22. Following a particular approach taken by another judge in relation to the determination of separate questions, the docket judge abandoned the notion of hearing the separate question and dealt with the specific applications that were before the court. 23. This issue has been the subject of four authorisation meetings, a number of inconclusive court dates (which were inconclusive because X and X s clients failed to comply with orders relating to the better articulation of their claim and the provision of Z s report. 24. Z does not hold a PhD in anthropology and arguably would not stand scrutiny as an expert (although, unfortunately, that issue was not able to be tested Z s work has been the subject of adverse judicial comment in at least one other matter). 25. The delay in compliance with orders simply maintained the position of the extant applicant (some of whom are not members of the native title claim group) and allowed the applicant to engage in future act negotiations. 26. This interlocutory application was filed in October 2011 and a hearing in July 2013. There were 11 separate Court appearances not including conference of experts and the preparation and filing of submissions involving the instructing of Senior and Junior Counsel, costing QSNTS considerable resources and by inference a similar amount by the other parties. CASE STUDY 2 1. Following a meeting of the Claim Group Z in 2006, 10 named persons were jointly authorised to make a native title determination application on behalf of the biological descendants of nominated apical ancestors. The application was filed by QSNTS on behalf of the Claim Group Z in 2008. 2. QSNTS subsequently commissioned Dr X to undertake anthropological research into the claim group, which included writing a connection report. 3. Dr X s research identified the possibility of adding Apical Y to the list of apical ancestors in the claim group description. In 2011, Dr X met with members of the applicant group to discuss this possibility. The applicant group resolved to hold an authorisation meeting of the claim group to discuss Dr X s findings and, more specifically, to consider a recommendation to add Apical Y as an apical ancestor in the claim group description.

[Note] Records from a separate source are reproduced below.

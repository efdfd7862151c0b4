//! Data models for the rewards engine.
//!
//! This module defines structures for:
//! - WatchSession: one continuous viewing attempt and its accrued totals
//! - LedgerEntry: immutable record of a single balance-affecting event
//! - UserAccount: balance projection, watch time, level and referral state
//! - ContentRewardPolicy: read-only reward parameters from the content catalog
//! - PayoutMethod: closed set of withdrawal destinations

use chrono::{DateTime, Utc};
use serde::{Deserialize, Serialize};
use uuid::Uuid;

use crate::error::{EngineError, Result};

#[derive(Debug, Clone, Copy, PartialEq, Eq, Serialize, Deserialize)]
#[serde(rename_all = "lowercase")]
pub enum SessionStatus {
    Active,
    Ended,
    Stale,
}

impl SessionStatus {
    /// Terminal sessions are immutable; Ended and Stale are equivalent for
    /// accounting purposes.
    pub fn is_terminal(self) -> bool {
        matches!(self, SessionStatus::Ended | SessionStatus::Stale)
    }

    pub fn as_str(self) -> &'static str {
        match self {
            SessionStatus::Active => "active",
            SessionStatus::Ended => "ended",
            SessionStatus::Stale => "stale",
        }
    }
}

/// One continuous watch attempt by a user against one content item.
///
/// Mutated only by the session manager (and the reaper through the same
/// finalization path); `watched_secs`, `earned_credits` and
/// `owner_revenue_millis` never decrease.
#[derive(Debug, Clone, Serialize)]
pub struct WatchSession {
    pub id: Uuid,
    pub user_id: Uuid,
    pub content_id: Uuid,
    pub status: SessionStatus,
    pub started_at: DateTime<Utc>,
    pub last_heartbeat: DateTime<Utc>,
    pub ended_at: Option<DateTime<Utc>>,
    /// Accumulated watch time in seconds, as last reported by the client.
    pub watched_secs: u64,
    /// User-side credits accrued over the session lifetime.
    pub earned_credits: u64,
    /// Owner-side revenue in milli-credits, tracked in parallel.
    pub owner_revenue_millis: u64,
    /// Highest tick id applied so far; replays at or below it are rejected.
    pub last_applied_tick: u64,
}

impl WatchSession {
    pub fn new(user_id: Uuid, content_id: Uuid, now: DateTime<Utc>) -> Self {
        Self {
            id: Uuid::new_v4(),
            user_id,
            content_id,
            status: SessionStatus::Active,
            started_at: now,
            last_heartbeat: now,
            ended_at: None,
            watched_secs: 0,
            earned_credits: 0,
            owner_revenue_millis: 0,
            last_applied_tick: 0,
        }
    }
}

#[derive(Debug, Clone, Copy, PartialEq, Eq, Serialize, Deserialize)]
#[serde(rename_all = "snake_case")]
pub enum LedgerEntryKind {
    Earning,
    ReferralBonus,
    LevelBonus,
    Withdrawal,
}

impl LedgerEntryKind {
    pub fn as_str(self) -> &'static str {
        match self {
            LedgerEntryKind::Earning => "earning",
            LedgerEntryKind::ReferralBonus => "referral_bonus",
            LedgerEntryKind::LevelBonus => "level_bonus",
            LedgerEntryKind::Withdrawal => "withdrawal",
        }
    }
}

/// Append-only record of a balance-affecting event. A user's balance is the
/// running sum of their entries' amounts.
#[derive(Debug, Clone, Serialize)]
pub struct LedgerEntry {
    pub id: Uuid,
    pub user_id: Uuid,
    pub kind: LedgerEntryKind,
    /// Signed credits; negative only for withdrawals.
    pub amount: i64,
    pub related_session: Option<Uuid>,
    pub created_at: DateTime<Utc>,
}

#[derive(Debug, Clone, Serialize)]
pub struct UserAccount {
    pub id: Uuid,
    /// Cached projection of the ledger; must always equal the entry sum.
    pub balance: i64,
    pub total_watch_secs: u64,
    pub level: u32,
    pub referral_code: String,
    pub referred_by: Option<Uuid>,
    /// Credits this user earned by referring others.
    pub referral_earnings: i64,
    pub last_active_at: DateTime<Utc>,
    pub created_at: DateTime<Utc>,
}

impl UserAccount {
    pub fn new(id: Uuid, referral_code: String, now: DateTime<Utc>) -> Self {
        Self {
            id,
            balance: 0,
            total_watch_secs: 0,
            level: 1,
            referral_code,
            referred_by: None,
            referral_earnings: 0,
            last_active_at: now,
            created_at: now,
        }
    }
}

/// Reward parameters for one content item, owned by the content catalog.
#[derive(Debug, Clone, Serialize, Deserialize)]
pub struct ContentRewardPolicy {
    pub content_id: Uuid,
    /// Credits paid out to a user who watches the full duration at level 1.
    pub total_reward: u64,
    pub duration_secs: u64,
    /// No user-side accrual below this watched time.
    #[serde(default)]
    pub min_watch_secs: u64,
    /// Flat owner-side rate in milli-credits per watched second.
    #[serde(default)]
    pub owner_rate_millis_per_sec: Option<u64>,
}

/// Withdrawal destination, validated before any ledger debit.
#[derive(Debug, Clone, PartialEq, Eq, Serialize, Deserialize)]
#[serde(tag = "method", rename_all = "snake_case")]
pub enum PayoutMethod {
    Paypal { email: String },
    BankTransfer { account: String },
    MobileMoney { msisdn: String },
}

impl PayoutMethod {
    pub fn kind(&self) -> &'static str {
        match self {
            PayoutMethod::Paypal { .. } => "paypal",
            PayoutMethod::BankTransfer { .. } => "bank_transfer",
            PayoutMethod::MobileMoney { .. } => "mobile_money",
        }
    }

    pub fn validate(&self) -> Result<()> {
        match self {
            PayoutMethod::Paypal { email } => {
                if email.len() < 3 || !email.contains('@') {
                    return Err(EngineError::InvalidPayoutMethod(
                        "paypal email is malformed".into(),
                    ));
                }
            }
            PayoutMethod::BankTransfer { account } => {
                if account.trim().is_empty() {
                    return Err(EngineError::InvalidPayoutMethod(
                        "bank account is empty".into(),
                    ));
                }
            }
            PayoutMethod::MobileMoney { msisdn } => {
                let digits = msisdn.strip_prefix('+').unwrap_or(msisdn);
                if digits.len() < 8 || !digits.chars().all(|c| c.is_ascii_digit()) {
                    return Err(EngineError::InvalidPayoutMethod(
                        "mobile money number is malformed".into(),
                    ));
                }
            }
        }
        Ok(())
    }
}

#[cfg(test)]
mod tests {
    use super::*;

    #[test]
    fn terminal_states() {
        assert!(!SessionStatus::Active.is_terminal());
        assert!(SessionStatus::Ended.is_terminal());
        assert!(SessionStatus::Stale.is_terminal());
    }

    #[test]
    fn payout_methods_serialize_with_a_method_tag() {
        let method = PayoutMethod::MobileMoney {
            msisdn: "+254700000001".into(),
        };
        let value = serde_json::to_value(&method).unwrap();
        assert_eq!(
            value,
            serde_json::json!({"method": "mobile_money", "msisdn": "+254700000001"})
        );
        let parsed: PayoutMethod = serde_json::from_value(value).unwrap();
        assert_eq!(parsed, method);
    }

    #[test]
    fn payout_method_validation() {
        assert!(PayoutMethod::Paypal {
            email: "user@example.com".into()
        }
        .validate()
        .is_ok());
        assert!(PayoutMethod::Paypal {
            email: "nope".into()
        }
        .validate()
        .is_err());
        assert!(PayoutMethod::BankTransfer {
            account: "  ".into()
        }
        .validate()
        .is_err());
        assert!(PayoutMethod::MobileMoney {
            msisdn: "+254700000001".into()
        }
        .validate()
        .is_ok());
        assert!(PayoutMethod::MobileMoney {
            msisdn: "12ab".into()
        }
        .validate()
        .is_err());
    }
}
use thiserror::Error;
use uuid::Uuid;

pub type Result<T> = std::result::Result<T, EngineError>;

/// Error taxonomy for the rewards engine.
///
/// Callers embedding the engine map these onto their transport of choice;
/// `kind()` provides the stable machine-readable code for that mapping.
#[derive(Debug, Error)]
pub enum EngineError {
    #[error("Not found: {0}")]
    NotFound(String),

    #[error("Forbidden: {0}")]
    Forbidden(String),

    #[error("Invalid session state: {0}")]
    InvalidState(String),

    #[error("Stale tick {got} (last applied tick is {last_applied})")]
    StaleTick { last_applied: u64, got: u64 },

    #[error("Non-monotonic duration: reported {reported}s after {prior}s")]
    NonMonotonicDuration { prior: u64, reported: u64 },

    #[error("Insufficient balance: requested {requested}, available {balance}")]
    InsufficientBalance { balance: i64, requested: i64 },

    #[error("Unknown referral code: {0}")]
    UnknownReferralCode(String),

    #[error("User {0} already has a referral bonus applied")]
    AlreadyReferred(Uuid),

    #[error("Invalid amount: {0}")]
    InvalidAmount(String),

    #[error("Invalid payout method: {0}")]
    InvalidPayoutMethod(String),

    #[error("Configuration error: {0}")]
    Config(String),
}

impl EngineError {
    /// Stable error code, independent of the display message.
    pub fn kind(&self) -> &'static str {
        match self {
            EngineError::NotFound(_) => "NOT_FOUND",
            EngineError::Forbidden(_) => "FORBIDDEN",
            EngineError::InvalidState(_) => "INVALID_STATE",
            EngineError::StaleTick { .. } => "STALE_TICK",
            EngineError::NonMonotonicDuration { .. } => "NON_MONOTONIC_DURATION",
            EngineError::InsufficientBalance { .. } => "INSUFFICIENT_BALANCE",
            EngineError::UnknownReferralCode(_) => "UNKNOWN_REFERRAL_CODE",
            EngineError::AlreadyReferred(_) => "ALREADY_REFERRED",
            EngineError::InvalidAmount(_) => "INVALID_AMOUNT",
            EngineError::InvalidPayoutMethod(_) => "INVALID_PAYOUT_METHOD",
            EngineError::Config(_) => "CONFIG_ERROR",
        }
    }
}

4. QSNTS subsequently advertised that the authorisation meeting would be held in T on a date in early September 2011. Those present voted to include Apical Y in the claim group description. It was also resolved that a further authorisation meeting would be held in October 2011 to consider authorising a new applicant. Because an Applicant must be authorised by all of the native title claim group, authorising a new Applicant becomes necessary if there is an addition to the claim group description. 5. The October meeting was attended by descendants of each of the four original apical ancestors, as well as descendants of Apical Y. The meeting passed resolutions: a. Removing the authorisation of the existing applicant; b. authorising a group of 10 members ( Applicant M ) to be the replacement applicant for the native title application; and c. authorising the replacement applicant to apply under s 66B of the Native Title Act 1993 (Cth) ( NTA ) to be the applicant in these proceedings. 6. An interlocutory application was filed with the Federal Court in November 2011. 7. Shortly after the October meeting, disaffected members of the original applicant sought legal representation from Lawyer C and advertised that an authorisation meeting would be held for the purposes of s 66B of the NTA in November 2011. That meeting, in effect, resolved to revoke the decisions made the September and October meetings and appoint an applicant ( Applicant L ) to make an application under s 66B. An interlocutory application was filed in late November 2011. Separate Question 8. In September 2012, and after several court dates a Federal Court Judge ordered that the Court would determine a separate question in order to determine the competing s 66B applications. The separate question was in the following terms: Does the Claim Group Z native title claim group comprise: a. the descendants of the four apical ancestors named in Schedule A to the Form 1 for the Claim Group Z application, or b. the descendants of those four named apical ancestors together with the descendants of Apical Y? Expert Evidence 9. Applicant M continued to retain Dr X and the Applicant L, through Lawyer C, retained Anthropologist Z.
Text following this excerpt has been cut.